SECURITY-FIRST NATIONAL BANK OF LOS ANGELES (a National Banking Corporation), Respondent.
Civ. No. 6240. California Court of Appeals. Fourth Dist.
Dec. 22, 1959. Walker, Wright, Tyler & Ward, Wellborn, Barrett & Rodi, Stephens, Jones, La Fever & Smith and Wesley G. La Fever for Appellants.
Musick, Peeler & Garrett and John M. Robinson for Respondent.
MONROE, J. pro tem. [fn. *]
On December 20, 1956, the deceased, Alden G. Roach, died as the result of accidental injuries. He left a will dated March 19, 1956, in which the Farmers and Merchants National Bank of Los Angeles was named as executor, as trustee of a trust created under the will, and as guardian of his minor children. The will was admitted to probate. [549]

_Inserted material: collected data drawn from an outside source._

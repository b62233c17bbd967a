//! Error types and HTTP error response handling.
//!
//! This module defines all application errors and how they are converted
//! into HTTP responses with appropriate status codes and JSON bodies.

use axum::{
    Json,
    http::{HeaderValue, StatusCode, header},
    response::{IntoResponse, Response},
};
use serde_json::json;

/// Application-wide error type.
///
/// Services and repositories return this type; handlers let Axum convert it
/// into a response at the boundary.
///
/// # Error Categories
///
/// - **Client errors**: invalid input, missing credentials, missing permission,
///   unknown resources, uniqueness conflicts, rate limiting
/// - **Domain errors**: resource-specific failures such as a missing volume
/// - **Infrastructure errors**: database, object storage, unavailable dependencies
#[derive(Debug, thiserror::Error)]
pub enum AppError {
    /// Database operation failed (e.g., connection error, query error).
    ///
    /// This wraps any sqlx::Error using the `#[from]` attribute, which
    /// automatically implements `From<sqlx::Error> for AppError`.
    #[error("Database error: {0}")]
    Database(#[from] sqlx::Error),

    /// Bearer token is missing, unknown, revoked, or belongs to an inactive user or tenant.
    ///
    /// Returns HTTP 401 Unauthorized.
    #[error("Invalid or missing credentials")]
    Unauthorized,

    /// The caller is authenticated but its role lacks the required permission.
    ///
    /// Returns HTTP 403 Forbidden.
    #[error("{0}")]
    Forbidden(String),

    /// Requested resource does not exist or doesn't belong to the caller's tenant.
    ///
    /// Returns HTTP 404 Not Found. The payload names the resource kind.
    #[error("{0} not found")]
    NotFound(&'static str),

    /// Requested shipping volume does not exist.
    ///
    /// Returns HTTP 404 Not Found with its own error code.
    #[error("Volume not found")]
    VolumeNotFound,

    /// Request body or parameters are invalid, or a state transition is not allowed.
    ///
    /// Returns HTTP 400 Bad Request.
    #[error("{0}")]
    BadRequest(String),

    /// A uniqueness rule was violated.
    ///
    /// Returns HTTP 409 Conflict.
    #[error("{0}")]
    Conflict(String),

    /// Client exceeded its request quota; holds the seconds until the window resets.
    ///
    /// Returns HTTP 429 Too Many Requests.
    #[error("Rate limit exceeded")]
    RateLimited(u64),

    /// A downstream dependency is failing and its circuit is open.
    ///
    /// Returns HTTP 503 Service Unavailable.
    #[error("{0}")]
    ServiceUnavailable(String),

    /// Object storage failed while reading or writing a file.
    #[error("Storage error: {0}")]
    Storage(String),

    /// Unexpected internal failure.
    #[error("Internal error: {0}")]
    Internal(String),
}

impl AppError {
    /// Shorthand for a bad request with a formatted message.
    pub fn bad_request(message: impl Into<String>) -> Self {
        AppError::BadRequest(message.into())
    }
}

/// Convert AppError into an HTTP response.
///
/// # Response Format
///
/// All errors return JSON in this format:
/// ```json
/// {
///   "error": {
///     "code": "error_type",
///     "message": "Human-readable error message"
///   }
/// }
/// ```
///
/// # Status Code Mapping
///
/// - `BadRequest` → 400 Bad Request
/// - `Unauthorized` → 401 Unauthorized
/// - `Forbidden` → 403 Forbidden
/// - `NotFound`, `VolumeNotFound` → 404 Not Found
/// - `Conflict` → 409 Conflict
/// - `RateLimited` → 429 Too Many Requests (with `Retry-After`)
/// - `ServiceUnavailable` → 503 Service Unavailable
/// - `Database`, `Storage`, `Internal` → 500 Internal Server Error (hides details from client)
impl IntoResponse for AppError {
    fn into_response(self) -> Response {
        let retry_after = match self {
            AppError::RateLimited(seconds) => Some(seconds),
            _ => None,
        };

        let (status, code, message) = match self {
            AppError::Unauthorized => (StatusCode::UNAUTHORIZED, "unauthorized", self.to_string()),
            AppError::Forbidden(ref msg) => (StatusCode::FORBIDDEN, "forbidden", msg.clone()),
            AppError::NotFound(_) => (
                StatusCode::NOT_FOUND,
                "resource_not_found",
                self.to_string(),
            ),
            AppError::VolumeNotFound => {
                (StatusCode::NOT_FOUND, "volume_not_found", self.to_string())
            }
            AppError::BadRequest(ref msg) => (StatusCode::BAD_REQUEST, "bad_request", msg.clone()),
            AppError::Conflict(ref msg) => (StatusCode::CONFLICT, "conflict", msg.clone()),
            AppError::RateLimited(_) => (
                StatusCode::TOO_MANY_REQUESTS,
                "rate_limited",
                self.to_string(),
            ),
            AppError::ServiceUnavailable(ref msg) => (
                StatusCode::SERVICE_UNAVAILABLE,
                "service_unavailable",
                msg.clone(),
            ),
            AppError::Database(ref e) => {
                tracing::error!(error = %e, "Database error");
                (
                    StatusCode::INTERNAL_SERVER_ERROR,
                    "internal_error",
                    "An internal error occurred".to_string(),
                )
            }
            AppError::Storage(ref msg) | AppError::Internal(ref msg) => {
                tracing::error!(error = %msg, "Internal failure");
                (
                    StatusCode::INTERNAL_SERVER_ERROR,
                    "internal_error",
                    "An internal error occurred".to_string(),
                )
            }
        };

        let body = Json(json!({
            "error": {
                "code": code,
                "message": message
            }
        }));

        let mut response = (status, body).into_response();
        if let Some(seconds) = retry_after {
            if let Ok(value) = HeaderValue::from_str(&seconds.to_string()) {
                response.headers_mut().insert(header::RETRY_AFTER, value);
            }
        }
        response
    }
}

#[cfg(test)]
mod tests {
    use super::*;

    #[test]
    fn maps_variants_to_status_codes() {
        let cases = [
            (AppError::Unauthorized, StatusCode::UNAUTHORIZED),
            (AppError::Forbidden("no".into()), StatusCode::FORBIDDEN),
            (AppError::NotFound("Employee"), StatusCode::NOT_FOUND),
            (AppError::VolumeNotFound, StatusCode::NOT_FOUND),
            (AppError::bad_request("bad"), StatusCode::BAD_REQUEST),
            (AppError::Conflict("dup".into()), StatusCode::CONFLICT),
            (AppError::RateLimited(3), StatusCode::TOO_MANY_REQUESTS),
            (
                AppError::ServiceUnavailable("down".into()),
                StatusCode::SERVICE_UNAVAILABLE,
            ),
            (AppError::Internal("boom".into()), StatusCode::INTERNAL_SERVER_ERROR),
        ];

        for (error, status) in cases {
            assert_eq!(error.into_response().status(), status);
        }
    }

    #[test]
    fn rate_limited_sets_retry_after() {
        let response = AppError::RateLimited(42).into_response();
        assert_eq!(
            response.headers().get(header::RETRY_AFTER).unwrap(),
            "42"
        );
    }

    #[test]
    fn not_found_message_names_resource() {
        assert_eq!(AppError::NotFound("Bin").to_string(), "Bin not found");
    }
}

In December, 1957, the executor filed its petition for a decree determining the interests in the estate. Pursuant thereto, Genevieve Roach, the widow of deceased, filed a statement of her claims, setting forth that she was not put to an election by the terms of the will, and that the deceased left two insurance policies which were community property. She sought an adjudication that she was entitled to one-half of the proceeds of the insurance policies in addition to the provisions made for her by the will.
Statements were filed on behalf of Alden G. Roach, Jr., and Jennifer D. Roach, children of the deceased, and on behalf of Judith Roach Millikan, the eldest daughter of the deceased, who had been married since the will was executed, in which it was claimed that the insurance policies in question were the separate property of the deceased, and further that by the will of deceased the widow was required to elect as to whether she would take under the law or under the will, and that she had elected to accept under the will. The children of the deceased therefore sought an adjudication that the proceeds of the insurance were assets of the estate and passed according to the terms of the will.
Upon hearing, the trial court found that by the terms of the will the widow was put to her election, that she had elected, and therefore that she was entitled to none of the proceeds of the insurance policies. Upon stipulation of counsel the hearing was reopened for the purpose of determining whether there existed, in fact, any community interest in the proceeds of the two insurance policies, and if so the amount thereof. Upon such hearing the trial court found that the proceeds of an accident policy issued by the Continental Casualty Company in the amount of $100,000, and which had been paid into the estate, constituted community property. The court further found that the proceeds of a group life insurance policy issued by Metropolitan Life Insurance Company in the amount of $195,000, and which had been maintained by the payment of premiums by the deceased and by his employer, were in part separate and in part community property.